== DATA FOR THIS EXERCISE

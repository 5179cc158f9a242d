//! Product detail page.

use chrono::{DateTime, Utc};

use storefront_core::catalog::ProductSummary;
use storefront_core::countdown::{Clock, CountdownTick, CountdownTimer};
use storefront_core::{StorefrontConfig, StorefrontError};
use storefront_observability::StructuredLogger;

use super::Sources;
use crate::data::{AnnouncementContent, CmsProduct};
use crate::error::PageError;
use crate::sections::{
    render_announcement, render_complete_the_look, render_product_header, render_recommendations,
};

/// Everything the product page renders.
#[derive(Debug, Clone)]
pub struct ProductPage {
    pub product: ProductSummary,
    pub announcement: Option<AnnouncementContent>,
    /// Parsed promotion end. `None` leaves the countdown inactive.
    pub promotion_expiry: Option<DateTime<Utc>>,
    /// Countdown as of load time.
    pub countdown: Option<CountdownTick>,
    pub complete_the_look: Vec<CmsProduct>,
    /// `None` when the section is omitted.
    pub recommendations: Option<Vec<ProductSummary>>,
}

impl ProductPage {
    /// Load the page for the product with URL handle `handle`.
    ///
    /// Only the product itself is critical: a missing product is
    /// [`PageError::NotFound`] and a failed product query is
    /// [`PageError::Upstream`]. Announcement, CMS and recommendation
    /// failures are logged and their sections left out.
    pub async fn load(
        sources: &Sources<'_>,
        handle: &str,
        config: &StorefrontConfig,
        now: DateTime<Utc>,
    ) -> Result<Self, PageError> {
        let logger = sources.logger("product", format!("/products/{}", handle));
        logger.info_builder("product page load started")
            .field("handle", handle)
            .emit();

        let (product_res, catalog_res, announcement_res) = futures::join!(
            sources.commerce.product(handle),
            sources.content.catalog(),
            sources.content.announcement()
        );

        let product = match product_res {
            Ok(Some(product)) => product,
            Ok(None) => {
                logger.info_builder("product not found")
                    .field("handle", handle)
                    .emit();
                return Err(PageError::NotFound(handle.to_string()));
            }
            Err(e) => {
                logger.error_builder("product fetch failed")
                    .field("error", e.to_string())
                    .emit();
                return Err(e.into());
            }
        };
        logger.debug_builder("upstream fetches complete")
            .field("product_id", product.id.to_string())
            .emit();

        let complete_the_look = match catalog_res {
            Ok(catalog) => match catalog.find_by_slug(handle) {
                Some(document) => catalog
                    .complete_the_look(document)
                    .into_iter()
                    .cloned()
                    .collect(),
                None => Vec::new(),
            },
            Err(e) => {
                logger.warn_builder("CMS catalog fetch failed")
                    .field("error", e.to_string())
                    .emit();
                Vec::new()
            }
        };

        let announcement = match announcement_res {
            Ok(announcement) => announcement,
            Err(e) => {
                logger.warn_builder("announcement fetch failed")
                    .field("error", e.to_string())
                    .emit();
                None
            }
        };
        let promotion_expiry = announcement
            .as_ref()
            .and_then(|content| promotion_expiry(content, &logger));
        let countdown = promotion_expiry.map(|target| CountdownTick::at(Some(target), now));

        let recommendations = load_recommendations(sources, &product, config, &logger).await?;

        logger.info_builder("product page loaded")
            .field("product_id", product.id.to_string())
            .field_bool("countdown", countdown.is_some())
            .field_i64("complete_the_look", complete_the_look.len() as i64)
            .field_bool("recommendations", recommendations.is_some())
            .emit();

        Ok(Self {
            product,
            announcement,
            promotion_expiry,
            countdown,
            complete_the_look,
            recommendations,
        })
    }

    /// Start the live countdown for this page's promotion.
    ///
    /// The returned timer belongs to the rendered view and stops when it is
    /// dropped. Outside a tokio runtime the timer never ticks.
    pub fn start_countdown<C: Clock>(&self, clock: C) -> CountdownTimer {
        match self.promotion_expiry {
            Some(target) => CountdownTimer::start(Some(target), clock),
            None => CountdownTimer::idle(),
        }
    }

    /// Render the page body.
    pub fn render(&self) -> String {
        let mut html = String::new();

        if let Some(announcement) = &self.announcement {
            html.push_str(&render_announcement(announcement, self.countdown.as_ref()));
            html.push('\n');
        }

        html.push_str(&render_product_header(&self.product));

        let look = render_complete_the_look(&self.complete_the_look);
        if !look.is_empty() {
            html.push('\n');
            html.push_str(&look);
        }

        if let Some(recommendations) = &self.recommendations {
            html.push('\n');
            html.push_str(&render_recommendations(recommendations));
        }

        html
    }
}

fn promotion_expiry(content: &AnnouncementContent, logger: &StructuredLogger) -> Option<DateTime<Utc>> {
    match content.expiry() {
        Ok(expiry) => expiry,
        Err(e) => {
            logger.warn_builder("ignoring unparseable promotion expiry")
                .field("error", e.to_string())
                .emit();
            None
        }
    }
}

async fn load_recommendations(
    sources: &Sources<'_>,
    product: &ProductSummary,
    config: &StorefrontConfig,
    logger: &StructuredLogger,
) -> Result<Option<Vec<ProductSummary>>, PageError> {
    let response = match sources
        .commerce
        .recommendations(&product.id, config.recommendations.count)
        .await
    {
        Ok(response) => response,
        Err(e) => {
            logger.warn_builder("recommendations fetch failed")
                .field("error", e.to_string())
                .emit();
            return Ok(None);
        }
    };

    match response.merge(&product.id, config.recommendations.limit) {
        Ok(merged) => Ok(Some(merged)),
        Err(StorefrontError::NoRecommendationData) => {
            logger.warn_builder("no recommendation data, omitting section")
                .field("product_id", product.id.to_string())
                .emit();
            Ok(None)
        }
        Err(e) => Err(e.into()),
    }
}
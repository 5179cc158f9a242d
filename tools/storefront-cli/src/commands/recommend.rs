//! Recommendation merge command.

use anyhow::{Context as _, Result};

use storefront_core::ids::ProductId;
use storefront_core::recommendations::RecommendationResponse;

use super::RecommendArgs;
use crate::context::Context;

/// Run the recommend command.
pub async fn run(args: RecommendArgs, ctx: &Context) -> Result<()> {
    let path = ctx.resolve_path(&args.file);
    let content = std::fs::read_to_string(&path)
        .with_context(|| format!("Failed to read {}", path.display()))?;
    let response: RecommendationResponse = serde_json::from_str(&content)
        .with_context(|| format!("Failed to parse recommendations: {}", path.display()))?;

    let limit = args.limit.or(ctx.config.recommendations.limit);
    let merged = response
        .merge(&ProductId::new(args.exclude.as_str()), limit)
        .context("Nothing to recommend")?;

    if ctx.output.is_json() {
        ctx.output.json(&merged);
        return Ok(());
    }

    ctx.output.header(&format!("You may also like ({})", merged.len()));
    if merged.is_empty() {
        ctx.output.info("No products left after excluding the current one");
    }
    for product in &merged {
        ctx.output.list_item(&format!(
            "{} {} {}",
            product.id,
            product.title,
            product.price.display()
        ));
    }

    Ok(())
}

====

▶ WHAT THE EXERCISE ASKS: Go through the data and count every line where the word "html" appears. Give only that count.

▶ COMPLETED TASK: 9